Last Update: 03/07/2016

The uterine cervix or cervix is the lower part of the uterus, thanks to which the vagina is connected to the uterine cavity.

Its function is basically acting as a barrier to sperm penetration on their way towards fertilizing the egg. It is also the path through which menstrual bleeding exits the body.

Between 5 and 10% of couples experiencing some type of infertility are diagnosed with what is known as cervical factor infertility.

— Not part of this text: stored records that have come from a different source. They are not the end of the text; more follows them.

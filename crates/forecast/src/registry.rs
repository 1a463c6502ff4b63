//! Change subscribers.
//!
//! Subscribers are called synchronously, in registration order, after a new
//! snapshot is installed. Only keys that were added, changed or removed are
//! reported, and a snapshot that changes nothing notifies nobody.

use std::collections::BTreeSet;
use std::fmt;
use std::sync::atomic::{AtomicU64, Ordering};
use std::sync::Arc;

use common::{ForecastSnapshot, ReadingKey};
use dashmap::DashMap;
use tracing::debug;

/// What a subscriber receives.
#[derive(Debug, Clone)]
pub struct SnapshotUpdate {
    pub snapshot: Arc<ForecastSnapshot>,
    pub changed: BTreeSet<ReadingKey>,
}

pub trait ForecastSubscriber: Send + Sync {
    fn on_update(&self, update: &SnapshotUpdate);
}

impl<F> ForecastSubscriber for F
where
    F: Fn(&SnapshotUpdate) + Send + Sync,
{
    fn on_update(&self, update: &SnapshotUpdate) {
        self(update)
    }
}

/// Returned by `subscribe`; pass back to `unsubscribe`.
#[derive(Debug, Clone, Copy, PartialEq, Eq, Hash, PartialOrd, Ord)]
pub struct SubscriptionHandle(u64);

impl SubscriptionHandle {
    pub fn id(&self) -> u64 {
        self.0
    }
}

#[derive(Default)]
pub struct SubscriberRegistry {
    subscribers: DashMap<u64, Arc<dyn ForecastSubscriber>>,
    next_id: AtomicU64,
}

impl fmt::Debug for SubscriberRegistry {
    fn fmt(&self, f: &mut fmt::Formatter<'_>) -> fmt::Result {
        f.debug_struct("SubscriberRegistry")
            .field("subscribers", &self.subscribers.len())
            .finish()
    }
}

impl SubscriberRegistry {
    pub fn new() -> Self {
        Self::default()
    }

    pub fn subscribe(&self, subscriber: Arc<dyn ForecastSubscriber>) -> SubscriptionHandle {
        let id = self.next_id.fetch_add(1, Ordering::Relaxed);
        self.subscribers.insert(id, subscriber);
        SubscriptionHandle(id)
    }

    /// Returns false if the handle was already removed. Safe to call from
    /// inside a subscriber callback.
    pub fn unsubscribe(&self, handle: SubscriptionHandle) -> bool {
        self.subscribers.remove(&handle.0).is_some()
    }

    pub fn len(&self) -> usize {
        self.subscribers.len()
    }

    pub fn is_empty(&self) -> bool {
        self.subscribers.is_empty()
    }

    /// Deliver `new` to every subscriber. Returns how many were called.
    pub fn notify(&self, old: Option<&ForecastSnapshot>, new: &Arc<ForecastSnapshot>) -> usize {
        let changed = changed_keys(old, new);
        if changed.is_empty() {
            debug!(
                "Snapshot {} for {} changed nothing; no notification",
                new.sequence(),
                new.location_id()
            );
            return 0;
        }

        // Clone out of the map so no shard lock is held while user code runs.
        let mut targets: Vec<(u64, Arc<dyn ForecastSubscriber>)> = self
            .subscribers
            .iter()
            .map(|entry| (*entry.key(), Arc::clone(entry.value())))
            .collect();
        targets.sort_by_key(|(id, _)| *id);

        let update = SnapshotUpdate {
            snapshot: Arc::clone(new),
            changed,
        };

        let mut delivered = 0;
        for (id, subscriber) in targets {
            if !self.subscribers.contains_key(&id) {
                continue;
            }
            subscriber.on_update(&update);
            delivered += 1;
        }
        delivered
    }
}

/// Keys whose value differs between `old` and `new`, including keys present
/// in only one of them. With no `old`, every key of `new` counts.
pub fn changed_keys(old: Option<&ForecastSnapshot>, new: &ForecastSnapshot) -> BTreeSet<ReadingKey> {
    let new_values = new.values_by_key();
    let Some(old) = old else {
        return new_values.into_keys().cloned().collect();
    };
    let old_values = old.values_by_key();

    let mut changed: BTreeSet<ReadingKey> = new_values
        .iter()
        .filter(|(key, value)| old_values.get(*key) != Some(*value))
        .map(|(key, _)| (*key).clone())
        .collect();
    changed.extend(
        old_values
            .keys()
            .filter(|key| !new_values.contains_key(*key))
            .map(|key| (*key).clone()),
    );
    changed
}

Cervical factor is a leading cause of female infertility when there exist anatomical and/or functional abnormalities in the cervix. These alterations interfere with the adequate migration of spermatozoa towards the uterus and the Fallopian tubes in their attempt to reach the egg.

Cervical mucus

The cervix or cervix uteri secretes a thick mucus known as cervical mucus or vaginal discharge, which consistency and appearance varies depending on the phase of the menstrual cycle the woman finds herself at the moment, due to hormonal action.

The following are the main functions of the cervical mucus:

  • Allowing the passage of sperm while the woman is ovulating
  • Protecting the sperm from the vagina and its environment
  • Selecting the healthiest spermatozoa by leaving behind those without fertilizing potential

Under the influence of estrogens—about halfway through the menstrual cycle—, vaginal discharge acquires a watery appearance, and is usually present in abundance. This allows sperm penetration and paves the way for sperm to reach the egg. Conversely, it gets thicker, viscous, and less abundant after ovulation, which is to say, when progesterone release begins.

Cervical abnormalities

A woman may experience cervical abnormalities at two levels: on the one hand, functional abnormalities and, on the other, anatomical abnormalities.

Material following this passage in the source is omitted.